1. Your employer (the consulting company) does not want to pay you for the work that you have done.

2. Your current assignment involves supposedly illegal activities (putting the customer's (i.e. bank's) code to GitHub) in which you do not want to participate.

In order to resolve issue #1, get a lawyer, analyze your contract and if its terms were indeed broken, sue the company.

In order to resolve issue #2, simply do not do it. Quit the job. If the matter bothers you and you want to stop the supposedly illegal practices from occurring again, talk to the customer (i.e. the bank, not your employer). They must have some means of internal whistleblowing. Find out what it is and how to raise a concern. It should be possible to do it anonymously. As soon as you do it, your part is done. From that point on, it is their responsibility to take the matter further, should they wish to do so.

1. Theoretically I am the asshole. I refused to push the code to github and the company refused to pay me.

2. Yes, I refused to do it until proper channels were established but I ended up looking like a sore thumb when other employees didn't mind pushing/pulling from github.com via wifi hotspots.

I can talk to the bank, I can quit the job but the bottom line is that I will be without any cash inflow. My lawyer said that the consulting company is one of the biggest one and they will make sure that I don't have another job (Which is kind of true because of reference checks)

You did not answer the question.

And how exactly can your past employer "make sure" that you do not have another job?

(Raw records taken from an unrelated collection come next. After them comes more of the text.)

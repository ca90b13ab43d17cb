//! Session description for the RTP streams an SFU forwards to a worker.
//!
//! The SFU re-sends publisher media unchanged, so the payload types here must
//! match what the capture client negotiates: Opus on 111, VP8 on 100.

use thiserror::Error;

pub const AUDIO_PAYLOAD_TYPE: u8 = 111;
pub const VIDEO_PAYLOAD_TYPE: u8 = 100;
pub const FORWARD_HOST: &str = "127.0.0.1";

#[derive(Debug, Error, PartialEq, Eq)]
pub enum SdpError {
    #[error("invalid {media} port: {port}")]
    InvalidPort { media: &'static str, port: u16 },
    #[error("audio and video cannot share port {0}")]
    SharedPort(u16),
}

/// Build the SDP describing inbound audio on `audio_port` and video on
/// `video_port`, both on the loopback interface.
pub fn synthesize(audio_port: u16, video_port: u16) -> Result<String, SdpError> {
    if audio_port == 0 {
        return Err(SdpError::InvalidPort {
            media: "audio",
            port: audio_port,
        });
    }
    if video_port == 0 {
        return Err(SdpError::InvalidPort {
            media: "video",
            port: video_port,
        });
    }
    if audio_port == video_port {
        return Err(SdpError::SharedPort(audio_port));
    }

    Ok(format!(
        "v=0\n\
         o=- 0 0 IN IP4 {host}\n\
         s=Janus RTP Forward\n\
         c=IN IP4 {host}\n\
         t=0 0\n\
         m=audio {audio_port} RTP/AVP {apt}\n\
         a=rtpmap:{apt} opus/48000/2\n\
         m=video {video_port} RTP/AVP {vpt}\n\
         a=rtpmap:{vpt} VP8/90000\n",
        host = FORWARD_HOST,
        apt = AUDIO_PAYLOAD_TYPE,
        vpt = VIDEO_PAYLOAD_TYPE,
    ))
}
use crate::config::BridgeConfig;
use crate::metrics;
use crate::services::sdp::{self, SdpError};

const EXIT_CHANNEL_CAPACITY: usize = 64;
/// Default port pairs tried before giving up.
const PORT_SEARCH_LIMIT: u16 = 64;
/// Distance between successive default port pairs.
const PORT_PAIR_STRIDE: u16 = 4;

#[derive(Debug, Error)]
pub enum BridgeError {
    #[error("transcode worker already running for livestream {0}")]
    AlreadyRunning(i64),
    #[error("UDP port {port} is held by the transcode worker of livestream {owner}")]
    PortInUse { port: u16, owner: i64 },
    #[error("no free UDP port pair for a transcode worker")]
    NoFreePorts,
    #[error(transparent)]
    Sdp(#[from] SdpError),
    #[error("failed to write SDP file {path}: {source}")]
    SdpWrite {
        path: PathBuf,
        #[source]
        source: io::Error,
    },
    #[error("failed to spawn transcode worker: {0}")]
    Spawn(#[source] io::Error),
    /// `stop` ran while the worker was still being spawned
    #[error("start of transcode worker for livestream {0} was cancelled by stop")]
    Cancelled(i64),
}

#[derive(Debug, Clone, Copy, PartialEq, Eq, Serialize)]
#[serde(rename_all = "camelCase")]
pub struct BridgePorts {
    pub audio_port: u16,
    pub video_port: u16,
}

/// Published whenever a worker process ends.
#[derive(Debug, Clone, PartialEq, Eq)]
pub struct WorkerExit {
    pub livestream_id: i64,
    /// None when killed by a signal or the status could not be read
    pub exit_code: Option<i32>,
    /// True when the exit followed a `stop` call
    pub requested: bool,
}

struct WorkerEntry {
    generation: u64,
    ports: BridgePorts,
    sdp_path: PathBuf,
    pid: Option<u32>,
    /// None while the process is still being spawned
    stop_tx: Option<oneshot::Sender<()>>,
}

impl WorkerEntry {
    fn holds_port(&self, port: u16) -> bool {
        self.ports.audio_port == port || self.ports.video_port == port
    }
}

struct Registry {
    workers: Mutex<HashMap<i64, WorkerEntry>>,
    exits: broadcast::Sender<WorkerExit>,
}

impl Registry {
    /// Remove the entry if it still belongs to `generation`; returns whether
    /// it did. The SDP file goes with the entry, under the same lock, so a
    /// later start for the id never loses its fresh file.
    fn release(&self, livestream_id: i64, generation: u64) -> bool {
        let mut workers = self.workers.lock();
        if workers.get(&livestream_id).map(|e| e.generation) != Some(generation) {
            return false;
        }
        if let Some(entry) = workers.remove(&livestream_id) {
            remove_sdp_file(&entry.sdp_path);
        }
        metrics::set_active_workers(workers.len());
        true
    }

    /// Hand the spawned process to its reservation. False when `stop` removed
    /// the reservation in the meantime.
    fn attach(
        &self,
        livestream_id: i64,
        generation: u64,
        pid: Option<u32>,
        stop_tx: oneshot::Sender<()>,
    ) -> bool {
        let mut workers = self.workers.lock();
        match workers.get_mut(&livestream_id) {
            Some(entry) if entry.generation == generation => {
                entry.pid = pid;
                entry.stop_tx = Some(stop_tx);
                true
            }
            _ => false,
        }
    }

    /// Drop a start that never became a running worker: release its
    /// reservation if still held, and delete the SDP file unless a newer start
    /// has claimed the id.
    fn abandon(&self, livestream_id: i64, generation: u64, sdp_path: &Path) {
        if self.release(livestream_id, generation) {
            return;
        }
        let workers = self.workers.lock();
        if !workers.contains_key(&livestream_id) {
            remove_sdp_file(sdp_path);
        }
    }
}

/// First registered worker holding either of `ports`.
fn port_owner(workers: &HashMap<i64, WorkerEntry>, ports: BridgePorts) -> Option<(u16, i64)> {
    workers.iter().find_map(|(id, entry)| {
        [ports.audio_port, ports.video_port]
            .into_iter()
            .find(|port| entry.holds_port(*port))
            .map(|port| (port, *id))
    })
}

#[derive(Clone)]
pub struct BridgeSupervisor {
    launcher: Arc<dyn WorkerLauncher>,
    registry: Arc<Registry>,
    next_generation: Arc<AtomicU64>,
    default_ports: BridgePorts,
    sdp_dir: PathBuf,
    stop_grace: Duration,
}

impl BridgeSupervisor {
    pub fn new(config: &BridgeConfig, launcher: Arc<dyn WorkerLauncher>) -> Self {
        let (exits, _) = broadcast::channel(EXIT_CHANNEL_CAPACITY);
        Self {
            launcher,
            registry: Arc::new(Registry {
                workers: Mutex::new(HashMap::new()),
                exits,
            }),
            next_generation: Arc::new(AtomicU64::new(1)),
            default_ports: BridgePorts {
                audio_port: config.default_audio_port,
                video_port: config.default_video_port,
            },
            sdp_dir: config.sdp_dir.clone(),
            stop_grace: config.stop_grace,
        }
    }

    /// Spawn the worker for `livestream_id`, pushing to `egress_url`.
    ///
    /// The id and ports are reserved in one lock acquisition, so concurrent
    /// starts for the same id (or the same ports) cannot both succeed. Writing
    /// the SDP file and spawning the process happen after the lock is
    /// released. Omitted ports take the first free default pair.
    pub fn start(
        &self,
        livestream_id: i64,
        egress_url: &str,
        audio_port: Option<u16>,
        video_port: Option<u16>,
    ) -> Result<BridgePorts, BridgeError> {
        let sdp_path = self.sdp_path(livestream_id);
        let generation = self.next_generation.fetch_add(1, Ordering::Relaxed);

        let (ports, description) = {
            let mut workers = self.registry.workers.lock();
            if workers.contains_key(&livestream_id) {
                return Err(BridgeError::AlreadyRunning(livestream_id));
            }
            let ports = self.choose_ports(&workers, audio_port, video_port)?;
            let description = sdp::synthesize(ports.audio_port, ports.video_port)?;

            workers.insert(
                livestream_id,
                WorkerEntry {
                    generation,
                    ports,
                    sdp_path: sdp_path.clone(),
                    pid: None,
                    stop_tx: None,
                },
            );
            metrics::set_active_workers(workers.len());
            (ports, description)
        };

        let mut child = match self.spawn_worker(livestream_id, egress_url, &sdp_path, description)
        {
            Ok(child) => child,
            Err(e) => {
                self.registry.abandon(livestream_id, generation, &sdp_path);
                return Err(e);
            }
        };

        let pid = child.id();
        drain_output(livestream_id, &mut child);

        let (stop_tx, stop_rx) = oneshot::channel();
        let attached = self.registry.attach(livestream_id, generation, pid, stop_tx);

        // Not attached: the sender was dropped, so the watcher terminates it.
        tokio::spawn(watch_worker(
            self.registry.clone(),
            livestream_id,
            generation,
            child,
            stop_rx,
            self.stop_grace,
        ));

        if !attached {
            self.registry.abandon(livestream_id, generation, &sdp_path);
            warn!(livestream_id, pid = ?pid, "Transcode worker stopped while starting");
            return Err(BridgeError::Cancelled(livestream_id));
        }

        info!(
            livestream_id,
            pid = ?pid,
            audio_port = ports.audio_port,
            video_port = ports.video_port,
            "Transcode worker started"
        );
        Ok(ports)
    }

    /// Explicit ports must be free; with none given, walk the default pairs.
    fn choose_ports(
        &self,
        workers: &HashMap<i64, WorkerEntry>,
        audio_port: Option<u16>,
        video_port: Option<u16>,
    ) -> Result<BridgePorts, BridgeError> {
        if audio_port.is_some() || video_port.is_some() {
            let ports = BridgePorts {
                audio_port: audio_port.unwrap_or(self.default_ports.audio_port),
                video_port: video_port.unwrap_or(self.default_ports.video_port),
            };
            return match port_owner(workers, ports) {
                Some((port, owner)) => Err(BridgeError::PortInUse { port, owner }),
                None => Ok(ports),
            };
        }

        (0..PORT_SEARCH_LIMIT)
            .filter_map(|step| {
                let offset = step.checked_mul(PORT_PAIR_STRIDE)?;
                Some(BridgePorts {
                    audio_port: self.default_ports.audio_port.checked_add(offset)?,
                    video_port: self.default_ports.video_port.checked_add(offset)?,
                })
            })
            .find(|ports| port_owner(workers, *ports).is_none())
            .ok_or(BridgeError::NoFreePorts)
    }

    fn spawn_worker(
        &self,
        livestream_id: i64,
        egress_url: &str,
        sdp_path: &Path,
        description: String,
    ) -> Result<Child, BridgeError> {
        std::fs::write(sdp_path, description).map_err(|source| BridgeError::SdpWrite {
            path: sdp_path.to_path_buf(),
            source,
        })?;

        let spec = WorkerSpec {
            livestream_id,
            egress_url,
            sdp_path,
        };
        self.launcher.launch(&spec).map_err(BridgeError::Spawn)
    }

    /// Deregister the worker and ask it to terminate. Returns false when no
    /// worker was registered; never fails.
    pub fn stop(&self, livestream_id: i64) -> bool {
        let entry = {
            let mut workers = self.registry.workers.lock();
            let entry = workers.remove(&livestream_id);
            if let Some(entry) = &entry {
                remove_sdp_file(&entry.sdp_path);
            }
            metrics::set_active_workers(workers.len());
            entry
        };

        let Some(entry) = entry else {
            debug!(livestream_id, "No transcode worker registered");
            return false;
        };

        match entry.stop_tx {
            Some(stop_tx) => {
                if stop_tx.send(()).is_err() {
                    debug!(livestream_id, "Transcode worker already exiting");
                }
            }
            None => debug!(livestream_id, "Transcode worker still spawning, start will cancel it"),
        }

        info!(livestream_id, pid = ?entry.pid, "Transcode worker stop requested");
        true
    }

    /// Stop every registered worker.
    pub fn stop_all(&self) -> usize {
        let ids: Vec<i64> = self.registry.workers.lock().keys().copied().collect();
        ids.into_iter().filter(|id| self.stop(*id)).count()
    }

    /// Stop every worker and wait (bounded by the stop grace) for their exits.
    pub async fn shutdown(&self) -> usize {
        let mut exits = self.subscribe_exits();
        let stopped = self.stop_all();

        let wait_for_exits = async {
            let mut seen = 0;
            while seen < stopped {
                match exits.recv().await {
                    Ok(_) => seen += 1,
                    Err(RecvError::Lagged(skipped)) => seen += skipped as usize,
                    Err(RecvError::Closed) => break,
                }
            }
        };
        if with_timeout(self.stop_grace + Duration::from_secs(1), wait_for_exits)
            .await
            .is_err()
        {
            warn!(stopped, "Timed out waiting for transcode workers to exit");
        }

        stopped
    }

    pub fn is_running(&self, livestream_id: i64) -> bool {
        self.registry.workers.lock().contains_key(&livestream_id)
    }

    pub fn ports(&self, livestream_id: i64) -> Option<BridgePorts> {
        self.registry
            .workers
            .lock()
            .get(&livestream_id)
            .map(|entry| entry.ports)
    }

    pub fn active_count(&self) -> usize {
        self.registry.workers.lock().len()
    }

    pub fn subscribe_exits(&self) -> broadcast::Receiver<WorkerExit> {
        self.registry.exits.subscribe()
    }

    pub fn sdp_path(&self, livestream_id: i64) -> PathBuf {
        self.sdp_dir
            .join(format!("janus_forward_{}.sdp", livestream_id))
    }
}
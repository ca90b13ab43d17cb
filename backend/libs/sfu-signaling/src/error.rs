use thiserror::Error;

#[derive(Debug, Error)]
pub enum SignalingError {
    /// Network or HTTP-level failure; worth retrying
    #[error("signaling transport error: {0}")]
    Transport(#[from] reqwest::Error),

    #[error("HTTP {status}: {body}")]
    HttpStatus { status: u16, body: String },

    /// The SFU (or the bridge API) rejected a handshake step
    #[error("{step} rejected: {reason}")]
    Protocol { step: &'static str, reason: String },

    /// Expected event did not arrive in time
    #[error("timed out waiting for {0}")]
    Timeout(&'static str),

    /// Long-poll ended before the handshake finished
    #[error("signaling session closed: {0}")]
    SessionClosed(String),

    #[error("local media peer error: {0}")]
    Peer(String),

    /// Server-side bridge already registered for this livestream
    #[error("bridge already running for livestream {0}")]
    BridgeAlreadyRunning(i64),
}

impl SignalingError {
    pub fn protocol(step: &'static str, reason: impl Into<String>) -> Self {
        SignalingError::Protocol {
            step,
            reason: reason.into(),
        }
    }

    /// Transport errors are retried by the long-poll loop; everything else is
    /// fatal to the publish attempt.
    pub fn is_transient(&self) -> bool {
        match self {
            SignalingError::Transport(_) => true,
            SignalingError::HttpStatus { status, .. } => *status >= 500,
            _ => false,
        }
    }
}

pub type Result<T> = std::result::Result<T, SignalingError>;
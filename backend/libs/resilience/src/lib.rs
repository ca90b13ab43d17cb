//! Resilience helpers shared by the livestream backend
//!
//! - **Retry**: exponential backoff with jitter for idempotent upstream calls
//! - **Backoff**: stateful delay generator for long-running poll loops
//! - **Timeout**: time limits on calls to external processes and services
//!
//! # Example: Idempotent CDN read with retry
//!
//! ```rust,no_run
//! use resilience::{with_retry, RetryConfig};
//!
//! #[tokio::main]
//! async fn main() {
//!     let result = with_retry(RetryConfig::default(), || async {
//!         // GET /stream/{id}
//!         Ok::<_, String>(true)
//!     })
//!     .await;
//! }
//! ```
pub mod retry;
pub mod timeout;

pub use retry::{with_retry, Backoff, RetryConfig, RetryError};
pub use timeout::{with_timeout, with_timeout_result, TimeoutError};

I do not get your remark about the references check.

If your potential future employer will be interested in references from your past employers and if they find out something which raises concerns, they should want to hear your side of the story as well. You will get every chance to explain what exactly happened and why you acted as you did. If they do not like it, you probably would not want to work for them anyway.

In any case, do not get intimidated and do not worry too much about the loss of income. It will be temporary. You have all the freedom to choose your next employer. Do so wisely.

A word of warning - it's quite straightforward to do a Google search for 'site:github.com {bank_name}' for the large Australian banks, and find a repository that looks like the one you describe.

You might want to contact the HN admins and ask them to completely scrub this entire thread, as it could well get you into trouble.

I don't get your comment. Assuming we are not talking about public repos here. OP's employer did set up a private github repo where contractors collaborate on bank's code. This cannot be searched by google. The problem OP has is that the code should not be hosted outside bank's own infrastructure and contractors should not have access before they pass background checks. According to my understanding.

No. They said it's on the public GitHub, as opposed to private GitHub enterprise installation. Not that the repo itself is public.

This is correct. It's a "public github" as in it's on *.github.com with access to all employees of the consulting company regardless of the background check (That's the whole idea of them moving to their github repo)

I think there's a small misunderstanding here that I'd like to clear up explicitly.

Public GitHub repos are viewable by anyone with or without an account. You can view and clone the repo if you know the correct URL.

Private GitHub repos are only accessible to those given access.

Within the scope of this terminology, my understanding is that this repo is private. I think I'm right based on https://news.ycombinator.com/item?id=13682657 and https://news.ycombinator.com/item?id=13682501. Am I right?

Within the scope of corporate security, I understand that the code is being moved out of the local intranet onto a non-corporate-managed Web service. However, GitHub manage private repos for some fairly high-level groups (or at least I assume they do), so their data protection policies are clearly very decent. (I at least know that individual floors on the building are keycarded, which is nice. I learned this from a story posted here by a guy who got fired.) So, even though this is an impressive level of stupid, I'm relieved that no leaking can/will happen (particularly for your sake now you've posted this here).

OP, please note that several people have reached out to you from top-level comments. If you could add a new comment listing an email address (IANAL but a new gmail one would probably be okay), or even better yet put it in your profile, that would probably result in some nice leads for you.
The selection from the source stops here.